◆ Input records:
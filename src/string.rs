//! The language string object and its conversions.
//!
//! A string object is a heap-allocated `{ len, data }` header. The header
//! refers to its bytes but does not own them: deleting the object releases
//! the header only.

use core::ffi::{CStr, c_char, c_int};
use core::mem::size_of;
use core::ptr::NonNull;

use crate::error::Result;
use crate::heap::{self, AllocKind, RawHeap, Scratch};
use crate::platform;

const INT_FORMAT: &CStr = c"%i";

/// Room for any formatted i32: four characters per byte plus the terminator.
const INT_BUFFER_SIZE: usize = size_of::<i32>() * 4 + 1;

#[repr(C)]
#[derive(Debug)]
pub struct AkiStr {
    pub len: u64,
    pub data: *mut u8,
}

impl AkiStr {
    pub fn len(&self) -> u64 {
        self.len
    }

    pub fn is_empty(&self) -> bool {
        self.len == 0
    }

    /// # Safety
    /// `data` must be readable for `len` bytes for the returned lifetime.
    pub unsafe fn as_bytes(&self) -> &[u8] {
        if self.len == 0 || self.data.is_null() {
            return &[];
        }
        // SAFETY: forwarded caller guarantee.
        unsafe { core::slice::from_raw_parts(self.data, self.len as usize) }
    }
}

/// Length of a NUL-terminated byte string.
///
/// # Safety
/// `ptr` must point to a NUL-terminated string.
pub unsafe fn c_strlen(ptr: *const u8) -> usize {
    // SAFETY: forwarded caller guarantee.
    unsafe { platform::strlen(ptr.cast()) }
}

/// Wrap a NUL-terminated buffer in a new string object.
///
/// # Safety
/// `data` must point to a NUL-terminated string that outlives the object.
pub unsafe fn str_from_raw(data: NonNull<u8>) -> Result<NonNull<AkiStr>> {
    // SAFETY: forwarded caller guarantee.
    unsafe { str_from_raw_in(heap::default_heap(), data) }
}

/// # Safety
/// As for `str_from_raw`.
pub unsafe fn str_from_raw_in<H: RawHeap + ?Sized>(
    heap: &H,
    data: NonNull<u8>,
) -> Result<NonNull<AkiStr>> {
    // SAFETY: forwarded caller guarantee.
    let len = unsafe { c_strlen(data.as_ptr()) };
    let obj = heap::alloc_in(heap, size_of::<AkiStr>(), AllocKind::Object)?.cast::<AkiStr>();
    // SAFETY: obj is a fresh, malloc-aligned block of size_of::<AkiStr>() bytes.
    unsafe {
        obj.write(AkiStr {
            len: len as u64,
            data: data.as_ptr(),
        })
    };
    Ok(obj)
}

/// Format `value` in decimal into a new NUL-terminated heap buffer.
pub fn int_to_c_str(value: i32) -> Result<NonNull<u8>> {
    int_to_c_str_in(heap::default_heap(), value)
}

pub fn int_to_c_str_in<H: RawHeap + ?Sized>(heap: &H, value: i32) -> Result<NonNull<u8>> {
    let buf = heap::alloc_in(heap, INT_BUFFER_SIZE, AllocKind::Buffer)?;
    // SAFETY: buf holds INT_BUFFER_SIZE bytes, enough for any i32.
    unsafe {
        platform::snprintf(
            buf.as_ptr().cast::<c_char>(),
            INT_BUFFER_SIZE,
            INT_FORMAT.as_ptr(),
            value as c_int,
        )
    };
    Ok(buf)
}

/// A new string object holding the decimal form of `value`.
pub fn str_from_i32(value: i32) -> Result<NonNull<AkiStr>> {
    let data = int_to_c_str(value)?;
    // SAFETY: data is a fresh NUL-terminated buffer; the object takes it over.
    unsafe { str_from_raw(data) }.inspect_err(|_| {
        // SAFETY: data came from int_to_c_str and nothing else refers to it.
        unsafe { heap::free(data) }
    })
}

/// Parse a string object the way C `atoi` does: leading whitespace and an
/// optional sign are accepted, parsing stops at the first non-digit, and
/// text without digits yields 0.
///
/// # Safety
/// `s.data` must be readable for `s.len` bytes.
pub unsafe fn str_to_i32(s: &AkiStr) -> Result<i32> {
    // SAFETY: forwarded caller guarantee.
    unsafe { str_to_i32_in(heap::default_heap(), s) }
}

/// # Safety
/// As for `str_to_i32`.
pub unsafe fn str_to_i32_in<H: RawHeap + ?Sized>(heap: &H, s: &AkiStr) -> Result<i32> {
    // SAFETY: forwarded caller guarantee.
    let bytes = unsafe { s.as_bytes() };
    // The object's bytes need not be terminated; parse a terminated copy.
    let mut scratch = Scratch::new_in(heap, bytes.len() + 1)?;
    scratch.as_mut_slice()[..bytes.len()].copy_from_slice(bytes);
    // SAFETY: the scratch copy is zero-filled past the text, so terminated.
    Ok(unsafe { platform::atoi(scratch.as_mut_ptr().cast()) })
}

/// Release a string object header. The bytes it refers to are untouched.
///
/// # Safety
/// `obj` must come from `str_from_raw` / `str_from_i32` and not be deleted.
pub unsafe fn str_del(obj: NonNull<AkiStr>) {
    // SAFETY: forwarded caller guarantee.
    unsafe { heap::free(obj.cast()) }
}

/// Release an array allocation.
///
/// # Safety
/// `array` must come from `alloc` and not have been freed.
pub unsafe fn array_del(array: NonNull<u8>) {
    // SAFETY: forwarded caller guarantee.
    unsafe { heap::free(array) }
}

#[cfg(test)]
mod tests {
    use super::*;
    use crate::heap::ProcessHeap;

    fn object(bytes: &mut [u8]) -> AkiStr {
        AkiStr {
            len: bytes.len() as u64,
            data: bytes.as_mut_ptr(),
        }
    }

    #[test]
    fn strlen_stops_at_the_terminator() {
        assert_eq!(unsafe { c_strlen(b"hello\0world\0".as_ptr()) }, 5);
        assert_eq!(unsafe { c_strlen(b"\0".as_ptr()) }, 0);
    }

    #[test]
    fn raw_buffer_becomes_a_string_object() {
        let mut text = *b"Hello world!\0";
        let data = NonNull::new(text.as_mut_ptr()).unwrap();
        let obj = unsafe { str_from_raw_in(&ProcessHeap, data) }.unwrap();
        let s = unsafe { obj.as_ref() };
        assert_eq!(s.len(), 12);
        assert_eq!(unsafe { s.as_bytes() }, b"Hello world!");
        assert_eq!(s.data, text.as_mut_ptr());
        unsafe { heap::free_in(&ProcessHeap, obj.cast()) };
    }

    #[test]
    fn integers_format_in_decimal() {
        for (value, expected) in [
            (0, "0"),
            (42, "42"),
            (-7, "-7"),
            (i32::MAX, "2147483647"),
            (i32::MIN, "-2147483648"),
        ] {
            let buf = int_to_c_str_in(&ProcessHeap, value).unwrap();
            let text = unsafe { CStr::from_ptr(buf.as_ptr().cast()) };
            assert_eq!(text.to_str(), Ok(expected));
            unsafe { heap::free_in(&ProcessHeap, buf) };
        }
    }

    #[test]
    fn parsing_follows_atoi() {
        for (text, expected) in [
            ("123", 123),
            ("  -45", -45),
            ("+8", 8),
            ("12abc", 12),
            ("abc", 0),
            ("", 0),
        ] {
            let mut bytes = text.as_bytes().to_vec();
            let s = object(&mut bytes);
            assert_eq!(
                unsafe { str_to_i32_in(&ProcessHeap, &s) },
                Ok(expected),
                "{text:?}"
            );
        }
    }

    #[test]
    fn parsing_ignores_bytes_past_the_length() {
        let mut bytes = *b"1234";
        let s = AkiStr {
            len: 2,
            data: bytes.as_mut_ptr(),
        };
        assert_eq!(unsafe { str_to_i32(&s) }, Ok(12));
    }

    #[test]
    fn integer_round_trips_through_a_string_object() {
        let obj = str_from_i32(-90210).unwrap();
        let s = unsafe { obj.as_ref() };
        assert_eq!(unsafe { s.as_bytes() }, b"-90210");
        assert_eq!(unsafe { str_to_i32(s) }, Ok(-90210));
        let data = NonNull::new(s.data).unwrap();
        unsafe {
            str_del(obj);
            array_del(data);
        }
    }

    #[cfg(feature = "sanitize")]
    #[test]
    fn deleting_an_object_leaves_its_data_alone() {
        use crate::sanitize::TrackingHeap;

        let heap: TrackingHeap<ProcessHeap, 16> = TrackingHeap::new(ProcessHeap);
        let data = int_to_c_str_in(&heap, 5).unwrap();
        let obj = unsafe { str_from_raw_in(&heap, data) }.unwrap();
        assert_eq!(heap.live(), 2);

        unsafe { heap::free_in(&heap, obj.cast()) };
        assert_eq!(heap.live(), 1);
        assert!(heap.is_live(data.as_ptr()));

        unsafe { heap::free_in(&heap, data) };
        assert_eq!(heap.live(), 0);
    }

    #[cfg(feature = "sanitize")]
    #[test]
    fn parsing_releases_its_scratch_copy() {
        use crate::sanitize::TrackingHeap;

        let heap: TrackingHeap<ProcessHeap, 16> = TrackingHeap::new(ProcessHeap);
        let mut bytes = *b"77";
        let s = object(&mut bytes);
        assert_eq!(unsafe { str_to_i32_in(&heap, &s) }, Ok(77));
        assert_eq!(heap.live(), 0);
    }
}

◆ The problem:
Number of lines containing the word "expected" in the listing: state it, and add no other text.

◆ Solution below:
4